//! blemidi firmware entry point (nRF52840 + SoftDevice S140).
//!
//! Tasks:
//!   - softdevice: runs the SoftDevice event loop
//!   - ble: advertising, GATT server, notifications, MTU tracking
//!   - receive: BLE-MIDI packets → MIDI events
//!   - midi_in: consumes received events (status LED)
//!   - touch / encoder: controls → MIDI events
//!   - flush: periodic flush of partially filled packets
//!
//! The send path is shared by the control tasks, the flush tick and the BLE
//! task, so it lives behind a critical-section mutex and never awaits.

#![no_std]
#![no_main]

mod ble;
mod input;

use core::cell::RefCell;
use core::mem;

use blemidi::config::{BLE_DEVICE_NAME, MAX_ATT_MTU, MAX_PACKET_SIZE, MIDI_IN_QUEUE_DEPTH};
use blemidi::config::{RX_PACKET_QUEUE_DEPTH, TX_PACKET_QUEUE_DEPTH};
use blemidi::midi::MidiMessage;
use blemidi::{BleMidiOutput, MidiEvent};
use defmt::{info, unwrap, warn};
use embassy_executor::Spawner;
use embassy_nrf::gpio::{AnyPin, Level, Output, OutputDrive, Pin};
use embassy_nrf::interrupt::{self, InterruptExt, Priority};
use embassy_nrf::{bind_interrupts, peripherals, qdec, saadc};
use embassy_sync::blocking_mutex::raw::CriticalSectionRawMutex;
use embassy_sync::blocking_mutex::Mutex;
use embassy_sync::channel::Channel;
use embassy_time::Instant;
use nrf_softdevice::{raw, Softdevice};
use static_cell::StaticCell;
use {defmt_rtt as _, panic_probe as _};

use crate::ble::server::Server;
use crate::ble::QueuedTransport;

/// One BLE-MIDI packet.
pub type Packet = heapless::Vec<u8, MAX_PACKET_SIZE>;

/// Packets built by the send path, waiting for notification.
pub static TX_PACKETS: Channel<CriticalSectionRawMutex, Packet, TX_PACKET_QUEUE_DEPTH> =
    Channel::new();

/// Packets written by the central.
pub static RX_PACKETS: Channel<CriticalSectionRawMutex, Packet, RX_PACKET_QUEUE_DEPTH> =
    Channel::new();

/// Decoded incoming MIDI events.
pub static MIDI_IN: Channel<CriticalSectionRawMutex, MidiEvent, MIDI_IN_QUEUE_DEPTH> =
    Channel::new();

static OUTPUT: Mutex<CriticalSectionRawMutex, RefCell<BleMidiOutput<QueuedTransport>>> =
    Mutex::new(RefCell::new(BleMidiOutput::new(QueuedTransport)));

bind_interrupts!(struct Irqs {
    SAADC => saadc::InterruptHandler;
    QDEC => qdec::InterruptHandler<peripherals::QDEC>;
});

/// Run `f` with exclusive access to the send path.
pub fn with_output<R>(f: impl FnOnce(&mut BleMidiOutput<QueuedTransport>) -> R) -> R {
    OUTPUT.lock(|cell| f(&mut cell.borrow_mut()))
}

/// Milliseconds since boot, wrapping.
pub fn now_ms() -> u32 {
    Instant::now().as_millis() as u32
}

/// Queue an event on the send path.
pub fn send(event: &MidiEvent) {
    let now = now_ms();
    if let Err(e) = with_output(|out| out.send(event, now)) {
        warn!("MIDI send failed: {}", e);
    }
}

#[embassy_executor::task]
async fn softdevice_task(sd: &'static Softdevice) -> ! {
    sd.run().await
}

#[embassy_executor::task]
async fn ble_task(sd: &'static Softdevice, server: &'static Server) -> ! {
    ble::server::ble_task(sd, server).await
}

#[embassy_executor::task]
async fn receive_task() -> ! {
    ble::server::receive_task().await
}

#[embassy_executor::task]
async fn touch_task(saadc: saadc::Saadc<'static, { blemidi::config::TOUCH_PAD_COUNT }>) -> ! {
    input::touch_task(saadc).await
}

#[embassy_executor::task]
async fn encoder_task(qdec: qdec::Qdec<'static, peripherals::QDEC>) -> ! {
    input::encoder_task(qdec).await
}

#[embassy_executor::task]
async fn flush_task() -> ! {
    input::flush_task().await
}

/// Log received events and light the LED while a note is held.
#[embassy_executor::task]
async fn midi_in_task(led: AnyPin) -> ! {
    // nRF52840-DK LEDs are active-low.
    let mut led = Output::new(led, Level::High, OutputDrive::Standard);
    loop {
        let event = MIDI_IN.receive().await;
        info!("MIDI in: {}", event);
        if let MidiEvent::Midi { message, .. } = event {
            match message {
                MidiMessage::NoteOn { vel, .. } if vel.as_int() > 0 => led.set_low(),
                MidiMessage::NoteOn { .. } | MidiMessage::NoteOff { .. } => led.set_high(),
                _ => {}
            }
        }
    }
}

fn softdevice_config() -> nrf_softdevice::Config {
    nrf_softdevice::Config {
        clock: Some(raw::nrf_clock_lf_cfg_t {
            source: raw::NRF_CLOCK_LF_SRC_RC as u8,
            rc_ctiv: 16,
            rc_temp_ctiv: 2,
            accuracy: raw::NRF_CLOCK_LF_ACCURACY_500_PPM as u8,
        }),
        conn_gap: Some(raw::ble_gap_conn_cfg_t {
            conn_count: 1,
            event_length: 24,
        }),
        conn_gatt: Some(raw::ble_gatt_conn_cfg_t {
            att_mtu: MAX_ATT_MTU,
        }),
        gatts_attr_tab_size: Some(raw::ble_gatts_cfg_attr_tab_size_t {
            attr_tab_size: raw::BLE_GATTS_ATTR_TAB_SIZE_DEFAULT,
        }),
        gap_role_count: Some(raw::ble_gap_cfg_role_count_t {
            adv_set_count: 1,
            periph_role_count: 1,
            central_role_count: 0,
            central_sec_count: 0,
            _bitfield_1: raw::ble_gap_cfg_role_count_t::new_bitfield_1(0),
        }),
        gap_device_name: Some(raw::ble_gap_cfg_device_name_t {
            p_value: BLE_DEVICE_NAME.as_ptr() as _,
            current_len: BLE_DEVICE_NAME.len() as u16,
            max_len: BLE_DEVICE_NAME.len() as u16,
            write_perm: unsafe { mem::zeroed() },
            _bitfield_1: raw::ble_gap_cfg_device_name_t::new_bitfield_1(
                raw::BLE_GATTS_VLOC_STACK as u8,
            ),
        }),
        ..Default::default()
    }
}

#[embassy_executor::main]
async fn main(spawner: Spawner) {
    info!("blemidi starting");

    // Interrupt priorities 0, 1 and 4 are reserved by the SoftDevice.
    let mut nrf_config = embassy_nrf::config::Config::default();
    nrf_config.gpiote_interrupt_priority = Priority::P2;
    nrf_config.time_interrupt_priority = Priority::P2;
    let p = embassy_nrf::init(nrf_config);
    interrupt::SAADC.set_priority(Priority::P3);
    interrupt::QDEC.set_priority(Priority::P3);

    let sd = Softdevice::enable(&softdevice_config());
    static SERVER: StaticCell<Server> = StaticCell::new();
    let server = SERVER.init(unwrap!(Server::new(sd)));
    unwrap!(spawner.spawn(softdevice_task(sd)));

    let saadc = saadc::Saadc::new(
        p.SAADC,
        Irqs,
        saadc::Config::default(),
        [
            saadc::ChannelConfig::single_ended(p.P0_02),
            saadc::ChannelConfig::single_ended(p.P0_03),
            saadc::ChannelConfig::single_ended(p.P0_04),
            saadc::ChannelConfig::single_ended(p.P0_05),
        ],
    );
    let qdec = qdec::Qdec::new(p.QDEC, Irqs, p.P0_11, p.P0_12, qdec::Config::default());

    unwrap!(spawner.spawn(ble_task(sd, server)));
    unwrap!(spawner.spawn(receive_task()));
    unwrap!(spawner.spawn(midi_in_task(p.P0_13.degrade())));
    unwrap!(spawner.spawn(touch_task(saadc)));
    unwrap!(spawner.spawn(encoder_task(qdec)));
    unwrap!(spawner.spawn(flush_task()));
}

====

Transcribe the material above word for word.

**PROBLEM SOLUTION**
//! blemidi firmware entry point (nRF52840 + SoftDevice S140).
//!
//! Tasks:
//!   - softdevice: runs the SoftDevice event loop
//!   - ble: advertising, GATT server, notifications, MTU tracking
//!   - receive: BLE-MIDI packets → MIDI events
//!   - midi_in: consumes received events (status LED)
//!   - touch / encoder: controls → MIDI events
//!   - flush: periodic flush of partially filled packets
//!
//! The send path is shared by the control tasks, the flush tick and the BLE
//! task, so it lives behind a critical-section mutex and never awaits.

#![no_std]
#![no_main]

mod ble;
mod input;

use core::cell::RefCell;
use core::mem;

use blemidi::config::{BLE_DEVICE_NAME, MAX_ATT_MTU, MAX_PACKET_SIZE, MIDI_IN_QUEUE_DEPTH};
use blemidi::config::{RX_PACKET_QUEUE_DEPTH, TX_PACKET_QUEUE_DEPTH};
use blemidi::midi::MidiMessage;
use blemidi::{BleMidiOutput, MidiEvent};
use defmt::{info, unwrap, warn};
use embassy_executor::Spawner;
use embassy_nrf::gpio::{AnyPin, Level, Output, OutputDrive, Pin};
use embassy_nrf::interrupt::{self, InterruptExt, Priority};
use embassy_nrf::{bind_interrupts, peripherals, qdec, saadc};
use embassy_sync::blocking_mutex::raw::CriticalSectionRawMutex;
use embassy_sync::blocking_mutex::Mutex;
use embassy_sync::channel::Channel;
use embassy_time::Instant;
use nrf_softdevice::{raw, Softdevice};
use static_cell::StaticCell;
use {defmt_rtt as _, panic_probe as _};

use crate::ble::server::Server;
use crate::ble::QueuedTransport;

/// One BLE-MIDI packet.
pub type Packet = heapless::Vec<u8, MAX_PACKET_SIZE>;

/// Packets built by the send path, waiting for notification.
pub static TX_PACKETS: Channel<CriticalSectionRawMutex, Packet, TX_PACKET_QUEUE_DEPTH> =
    Channel::new();

/// Packets written by the central.
pub static RX_PACKETS: Channel<CriticalSectionRawMutex, Packet, RX_PACKET_QUEUE_DEPTH> =
    Channel::new();

/// Decoded incoming MIDI events.
pub static MIDI_IN: Channel<CriticalSectionRawMutex, MidiEvent, MIDI_IN_QUEUE_DEPTH> =
    Channel::new();

static OUTPUT: Mutex<CriticalSectionRawMutex, RefCell<BleMidiOutput<QueuedTransport>>> =
    Mutex::new(RefCell::new(BleMidiOutput::new(QueuedTransport)));

bind_interrupts!(struct Irqs {
    SAADC => saadc::InterruptHandler;
    QDEC => qdec::InterruptHandler<peripherals::QDEC>;
});

/// Run `f` with exclusive access to the send path.
pub fn with_output<R>(f: impl FnOnce(&mut BleMidiOutput<QueuedTransport>) -> R) -> R {
    OUTPUT.lock(|cell| f(&mut cell.borrow_mut()))
}

/// Milliseconds since boot, wrapping.
pub fn now_ms() -> u32 {
    Instant::now().as_millis() as u32
}

/// Queue an event on the send path.
pub fn send(event: &MidiEvent) {
    let now = now_ms();
    if let Err(e) = with_output(|out| out.send(event, now)) {
        warn!("MIDI send failed: {}", e);
    }
}

#[embassy_executor::task]
async fn softdevice_task(sd: &'static Softdevice) -> ! {
    sd.run().await
}

#[embassy_executor::task]
async fn ble_task(sd: &'static Softdevice, server: &'static Server) -> ! {
    ble::server::ble_task(sd, server).await
}

#[embassy_executor::task]
async fn receive_task() -> ! {
    ble::server::receive_task().await
}

#[embassy_executor::task]
async fn touch_task(saadc: saadc::Saadc<'static, { blemidi::config::TOUCH_PAD_COUNT }>) -> ! {
    input::touch_task(saadc).await
}

#[embassy_executor::task]
async fn encoder_task(qdec: qdec::Qdec<'static, peripherals::QDEC>) -> ! {
    input::encoder_task(qdec).await
}

#[embassy_executor::task]
async fn flush_task() -> ! {
    input::flush_task().await
}

/// Log received events and light the LED while a note is held.
#[embassy_executor::task]
async fn midi_in_task(led: AnyPin) -> ! {
    // nRF52840-DK LEDs are active-low.
    let mut led = Output::new(led, Level::High, OutputDrive::Standard);
    loop {
        let event = MIDI_IN.receive().await;
        info!("MIDI in: {}", event);
        if let MidiEvent::Midi { message, .. } = event {
            match message {
                MidiMessage::NoteOn { vel, .. } if vel.as_int() > 0 => led.set_low(),
                MidiMessage::NoteOn { .. } | MidiMessage::NoteOff { .. } => led.set_high(),
                _ => {}
            }
        }
    }
}

fn softdevice_config() -> nrf_softdevice::Config {
    nrf_softdevice::Config {
        clock: Some(raw::nrf_clock_lf_cfg_t {
            source: raw::NRF_CLOCK_LF_SRC_RC as u8,
            rc_ctiv: 16,
            rc_temp_ctiv: 2,
            accuracy: raw::NRF_CLOCK_LF_ACCURACY_500_PPM as u8,
        }),
        conn_gap: Some(raw::ble_gap_conn_cfg_t {
            conn_count: 1,
            event_length: 24,
        }),
        conn_gatt: Some(raw::ble_gatt_conn_cfg_t {
            att_mtu: MAX_ATT_MTU,
        }),
        gatts_attr_tab_size: Some(raw::ble_gatts_cfg_attr_tab_size_t {
            attr_tab_size: raw::BLE_GATTS_ATTR_TAB_SIZE_DEFAULT,
        }),
        gap_role_count: Some(raw::ble_gap_cfg_role_count_t {
            adv_set_count: 1,
            periph_role_count: 1,
            central_role_count: 0,
            central_sec_count: 0,
            _bitfield_1: raw::ble_gap_cfg_role_count_t::new_bitfield_1(0),
        }),
        gap_device_name: Some(raw::ble_gap_cfg_device_name_t {
            p_value: BLE_DEVICE_NAME.as_ptr() as _,
            current_len: BLE_DEVICE_NAME.len() as u16,
            max_len: BLE_DEVICE_NAME.len() as u16,
            write_perm: unsafe { mem::zeroed() },
            _bitfield_1: raw::ble_gap_cfg_device_name_t::new_bitfield_1(
                raw::BLE_GATTS_VLOC_STACK as u8,
            ),
        }),
        ..Default::default()
    }
}

#[embassy_executor::main]
async fn main(spawner: Spawner) {
    info!("blemidi starting");

    // Interrupt priorities 0, 1 and 4 are reserved by the SoftDevice.
    let mut nrf_config = embassy_nrf::config::Config::default();
    nrf_config.gpiote_interrupt_priority = Priority::P2;
    nrf_config.time_interrupt_priority = Priority::P2;
    let p = embassy_nrf::init(nrf_config);
    interrupt::SAADC.set_priority(Priority::P3);
    interrupt::QDEC.set_priority(Priority::P3);

    let sd = Softdevice::enable(&softdevice_config());
    static SERVER: StaticCell<Server> = StaticCell::new();
    let server = SERVER.init(unwrap!(Server::new(sd)));
    unwrap!(spawner.spawn(softdevice_task(sd)));

    let saadc = saadc::Saadc::new(
        p.SAADC,
        Irqs,
        saadc::Config::default(),
        [
            saadc::ChannelConfig::single_ended(p.P0_02),
            saadc::ChannelConfig::single_ended(p.P0_03),
            saadc::ChannelConfig::single_ended(p.P0_04),
            saadc::ChannelConfig::single_ended(p.P0_05),
        ],
    );
    let qdec = qdec::Qdec::new(p.QDEC, Irqs, p.P0_11, p.P0_12, qdec::Config::default());

    unwrap!(spawner.spawn(ble_task(sd, server)));
    unwrap!(spawner.spawn(receive_task()));
    unwrap!(spawner.spawn(midi_in_task(p.P0_13.degrade())));
    unwrap!(spawner.spawn(touch_task(saadc)));
    unwrap!(spawner.spawn(encoder_task(qdec)));
    unwrap!(spawner.spawn(flush_task()));
}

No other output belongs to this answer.